Financial Technology

Financial Technology

January 12, 2012

Hungary challenges EU to clarify legal complaints

BUDAPEST, Hungary (AP) — Hungary's prime minister said Thursday his government was ready to negotiate objections to its new constitution with the European Union, but was waiting for "not political opinion, but arguments."

The EU this week said Hungary's fiscal policies were unsustainable and threatened legal action over a new constitution which is seen curtailing the independence of judges, the central bank and the data protection agency, among others.

Prime Minister Viktor Orban responded by dismissing the EU's complaints so far as political.

"We are ready to negotiate all the points, but what we need is not political opinion, but arguments," Orban told a group of foreign correspondents. "When the arguments on behalf of the European Union are convincing — that it's better to accept and follow that line — then there is no reason not to do that."

Orban said he felt markets were "more optimistic" about Hungary and that the fundamentals of the economy were "far stronger than many suggested."

Hungary is in preliminary talks for financial aid from the EU and the International Monetary Fund, which also voiced concerns about the country's policies. The national currency has slumped in value recently and investors have asked for much higher interest rates to lend the country money, suggesting they fear for its financial future.

Orban said Hungary needed the safety net provided by an IMF–EU deal to soothe markets, but insisted that the country would continue to finance itself from the sale of bonds to investors.

"I'm sure that after the agreement with the IMF we will be able to stay on the financial markets," Orban said, adding that with a combination of the two "the economy can go forward toward stronger economic growth."

Orban said most of the EU's objections about the budget deficit pertained to 2010 and 2011, making the European Commission's opinion "rather promising" for Hungary's future.

"They criticized only the past," Orban said. "It's a clear sign that we are close or we even have an agreement on the possible and wished performance of the Hungarian economy and the budget in 2012."

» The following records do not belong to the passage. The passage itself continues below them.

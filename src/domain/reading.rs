// Reading domain models
use serde::{Deserialize, Serialize};

/// One timestamped current measurement from a sensor.
#[derive(Debug, Clone, PartialEq, Serialize, Deserialize)]
pub struct Reading {
    #[serde(rename = "_id")]
    pub id: String,
    pub username: String,
    #[serde(rename = "timestamp")]
    pub sensor_timestamp: String,
    #[serde(rename = "amper")]
    pub amper_value: f64,
    #[serde(rename = "createdAt")]
    pub record_created_at: String,
}

#[cfg(test)]
impl Reading {
    /// A reading stamped with the current time.
    pub fn new(id: impl Into<String>, username: impl Into<String>, amper_value: f64) -> Self {
        let now = chrono::Utc::now().to_rfc3339();
        Self {
            id: id.into(),
            username: username.into(),
            sensor_timestamp: now.clone(),
            amper_value,
            record_created_at: now,
        }
    }
}

/// Pagination metadata as computed by the server.
#[derive(Debug, Clone, Copy, PartialEq, Eq, Serialize, Deserialize)]
pub struct PaginationMeta {
    pub page: u32,
    pub limit: u32,
    pub total: u64,
    pub pages: u32,
}

impl PaginationMeta {
    /// Checks the server-side invariants without recomputing anything:
    /// `pages == ceil(total / limit)` and `1 <= page <= max(pages, 1)`.
    pub fn is_consistent(&self) -> bool {
        if self.limit == 0 {
            return false;
        }
        let expected_pages = self.total.div_ceil(u64::from(self.limit));
        expected_pages == u64::from(self.pages) && self.page >= 1 && self.page <= self.pages.max(1)
    }

    /// Index of the first reading on this page, 1-based. Zero for an empty set.
    pub fn first_item(&self) -> u64 {
        if self.total == 0 {
            return 0;
        }
        u64::from(self.page.saturating_sub(1)) * u64::from(self.limit) + 1
    }

    /// Index of the last reading on this page, 1-based.
    pub fn last_item(&self) -> u64 {
        (u64::from(self.page) * u64::from(self.limit)).min(self.total)
    }
}

/// One page of readings plus its pagination metadata.
#[derive(Debug, Clone, PartialEq, Serialize, Deserialize)]
pub struct ReadingPage {
    pub readings: Vec<Reading>,
    pub pagination: PaginationMeta,
}
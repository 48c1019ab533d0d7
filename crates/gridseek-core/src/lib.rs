//! **gridseek-core** — grid geometry and occupancy maps.
//!
//! This crate provides the types shared by the *gridseek* search crates:
//! geometry primitives, the [`GridMap`] a search runs over, and a small text
//! format for building maps.

pub mod geom;
pub mod map;
pub mod maptext;

pub use geom::{ParsePointError, Point, Range};
pub use map::{CellState, GridMap, MapError};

But European Commission President Jose Manuel Barroso, who earlier wrote two letters about his concerns to the prime minister, indicated the conflicts over the new legislation were far from resolved.

"We remain preoccupied that some of that legislation may be in violation of European laws and European principles," Barroso said Thursday in Copenhagen, Denmark. "So we will use all our powers to make sure that Hungary is in line with European principles and rules of the European Union. And I am confident that we will achieve that."

A deluge of new legislation approved at the end of 2011 by the two–thirds parliamentary majority, controlled by Orban's Fidesz party, included a new central bank law and others linked to the new constitution which went into effect Jan. 1.

While Hungary made around a dozen changes to the central bank law to more closely comply with the standards of the European Central Bank, some of the most disputed points, including new nomination procedures for top central bank officials, were passed without modification.

Legal changes would also allow the merger of the central bank and the financial regulator, effectively a demotion for National Bank of Hungary President Andras Simor. Fidesz tried to assuage EU concerns by saying that the merger was on hold at least until the end of Simor's term, in early 2013.

On Thursday, there was heavy demand at Hungary's bond auction and the debt management agency sold paper totaling 44 billion forints (euro143 million, $182 million), some 33 percent more than its initial target. The average yield on the 2022 maturity remained high, though, at 9.38 percent, not far from the 9.7 percent paid two weeks ago.

Hungary's currency, the forint, strengthened slightly to around 308 per euro Thursday afternoon, from 311 in the morning.


Jan M. Olsen in Copenhagen contributed to this report.